The question, then, is not whether feminists should participate in a national liberation movement or not, but what kind of nation they seek to establish. The hidden agenda in stagist formulations (first the national struggle and only then women’s liberation, or first national liberation and only then the class struggle) is that dominant groups in the nationalist movement (men, the bourgeoisie) wish to consolidate their power before oppressed groups in the same movement (women, the proletariat) can establish their rights; their definition of ‘self-determination’ includes the freedom to crush the rights of others. For urban and rural workers, as for women, this strategy has had disastrous consequences, with working-class leaders being massacred and the whole movement set back by decades when reactionary regimes come to power as a result of a nationalist struggle.

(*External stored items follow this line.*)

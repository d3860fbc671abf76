//! Relay surface: registration directory, key lookup, fanout, directed
//! message delivery.

use axum::extract::{Path, State};
use axum::Json;
use serde::Deserialize;
use serde_json::{json, Value};

use sg_crypto::PublicKeys;
use sg_domain::{Error, Issue};

use crate::api::error::{ApiError, ApiResult};
use crate::state::AppState;

#[derive(Debug, Deserialize)]
#[serde(rename_all = "camelCase")]
pub struct RegisterBody {
    pub did: String,
    pub public_keys: PublicKeys,
    #[serde(default)]
    pub metadata: Option<Value>,
}

pub async fn register(
    State(state): State<AppState>,
    Json(body): Json<RegisterBody>,
) -> ApiResult<Json<Value>> {
    if body.did.is_empty() {
        return Err(ApiError(Error::invalid_record(vec![Issue::new(
            "did",
            "missing did",
        )])));
    }
    state
        .relay
        .register(&body.did, body.public_keys, body.metadata)?;
    Ok(Json(json!({ "ok": true, "did": body.did })))
}

pub async fn list(State(state): State<AppState>) -> Json<Value> {
    Json(json!({ "agents": state.relay.list_registrations() }))
}

pub async fn keys(
    State(state): State<AppState>,
    Path(did): Path<String>,
) -> ApiResult<Json<Value>> {
    let registration = state
        .relay
        .public_keys(&did)
        .ok_or_else(|| ApiError(Error::NotFound(format!("agent {did}"))))?;
    Ok(Json(json!({
        "did": registration.did,
        "publicKeys": registration.public_keys,
    })))
}

pub async fn emit(
    State(state): State<AppState>,
    Json(event): Json<Value>,
) -> ApiResult<Json<Value>> {
    let delivered = state.relay.emit(&event);
    Ok(Json(json!({ "ok": true, "delivered": delivered })))
}

/// Directed delivery. Validates the record, resolves the recipient actor,
/// posts to its inbox (possibly shortening its next timer), and emits the
/// fanout event.
pub async fn message(
    State(state): State<AppState>,
    Json(mut message): Json<Value>,
) -> ApiResult<Json<Value>> {
    sg_lexicon::validate(&message)?;
    sg_lexicon::normalize(&mut message);
    if message.get("$type").and_then(Value::as_str) != Some("agent.comms.message") {
        return Err(ApiError(Error::invalid_record(vec![Issue::new(
            "$type",
            "directed delivery takes agent.comms.message",
        )])));
    }
    state.relay.deliver_message(&message).await?;
    Ok(Json(json!({ "ok": true })))
}
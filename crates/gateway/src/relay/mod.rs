//! The relay: agent directory, public-key lookup, event fanout to filtered
//! WebSocket subscribers, and directed inbox delivery.

pub mod fanout;
pub mod registry;

pub use fanout::{SubscriberSet, SubscriptionFilter};
pub use registry::{AgentRegistration, Relay};
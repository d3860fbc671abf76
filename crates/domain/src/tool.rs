use chrono::{DateTime, Utc};
use serde::{Deserialize, Serialize};

/// Internal tool call format (model-agnostic).
#[derive(Debug, Clone, Serialize, Deserialize)]
pub struct ToolCall {
    pub call_id: String,
    pub tool_name: String,
    pub arguments: serde_json::Value,
}

/// Tool definition exposed to the model.
#[derive(Debug, Clone, Serialize, Deserialize)]
pub struct ToolDefinition {
    pub name: String,
    pub description: String,
    /// JSON Schema for the tool's parameters.
    pub parameters: serde_json::Value,
}

/// A message in the conversation (model-agnostic).
#[derive(Debug, Clone, Serialize, Deserialize)]
pub struct Message {
    pub role: Role,
    #[serde(default)]
    pub content: String,
    /// Tool invocations attached to an assistant message.
    #[serde(default, skip_serializing_if = "Vec::is_empty")]
    pub tool_calls: Vec<ToolCall>,
    /// Set on `Role::Tool` messages: which call this result answers.
    #[serde(default, skip_serializing_if = "Option::is_none")]
    pub tool_call_id: Option<String>,
}

#[derive(Debug, Clone, Copy, PartialEq, Eq, Serialize, Deserialize)]
#[serde(rename_all = "lowercase")]
pub enum Role {
    System,
    User,
    Assistant,
    Tool,
}

// ── Convenience constructors ───────────────────────────────────────

impl Message {
    pub fn system(text: impl Into<String>) -> Self {
        Self {
            role: Role::System,
            content: text.into(),
            tool_calls: Vec::new(),
            tool_call_id: None,
        }
    }

    pub fn user(text: impl Into<String>) -> Self {
        Self {
            role: Role::User,
            content: text.into(),
            tool_calls: Vec::new(),
            tool_call_id: None,
        }
    }

    pub fn assistant(text: impl Into<String>) -> Self {
        Self {
            role: Role::Assistant,
            content: text.into(),
            tool_calls: Vec::new(),
            tool_call_id: None,
        }
    }

    pub fn tool_result(call_id: impl Into<String>, content: impl Into<String>) -> Self {
        Self {
            role: Role::Tool,
            content: content.into(),
            tool_calls: Vec::new(),
            tool_call_id: Some(call_id.into()),
        }
    }
}

// ━━━━━━━━━━━━━━━━━━━━━━━━━━━━━━━━━━━━━━━━━━━━━━━━━━━━━━━━━━━━━━━━━━
// Action outcomes
// ━━━━━━━━━━━━━━━━━━━━━━━━━━━━━━━━━━━━━━━━━━━━━━━━━━━━━━━━━━━━━━━━━━

/// One entry of the bounded action-outcome log, consumed by reflection
/// and the prompt builder.
#[derive(Debug, Clone, Serialize, Deserialize)]
#[serde(rename_all = "camelCase")]
pub struct ToolOutcome {
    pub tool: String,
    pub success: bool,
    pub timestamp: DateTime<Utc>,
    #[serde(default, skip_serializing_if = "Option::is_none")]
    pub goal_id: Option<String>,
}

For the working class, as for socialist feminists, what is important is not the establishment and maintenance of a nation-state as such – which is the be-all and end-all of nationalism – but the establishment of the best possible conditions for their own struggle to progress. This means that where the struggle is against ethnic oppression, it is more appropriate to fight for equal rights and opportunities within a multi-ethnic nation rather than join an ethnic nationalist struggle which seeks merely to replace one oppression with another, as new persecuted minorities are created in the new nation or former minorities become even more oppressed than they were before, as in Israel, Tamil Eelam and Croatia.

Whether the struggle is against foreign domination or ethnic oppression, it is vital that socialist feminists should preserve their autonomy so that they can, if and when it is necessary, oppose reactionary and oppressive policies carried out by nationalist leaders. This does not mean, as some nationalists allege, remaining separate from the struggle against foreign domination or ethnic oppression; it means waging that struggle in our own way and not under the leadership of a small elite which wishes to gain and retain state power for their own benefit; it means that oppressed groups retain their capacity to fight for their own definition of ‘the nation’ rather than leaving that definition entirely to dominant groups whose main interest is to consolidate and strengthen their own power. If this turns out to be ‘divisive’, then surely the onus is not on the oppressed groups to abandon the struggle for their rights, but on the dominant groups to abandon their oppressive practices in the interests of ‘unity’!  It is those who put their allegiance to bourgeois and male domination above their duty to ally with oppressed groups to create a democratic nation who can most justly be accused of endangering a genuine, broad-based national liberation movement. Socialist feminists have no need to be defensive on this score but could, on the contrary, go on the offensive in challenging nationalist male leaders to demonstrate the genuineness of their commitment to liberation by supporting the struggles of oppressed groups in order to broaden and strengthen the national movement as a whole.

(This was my Introduction, as Guest Editor, to a special issue of the Journal of Gender Studies on Gender and Nationalism, Volume 1, Number 4, November 1992, pp. 443–446.)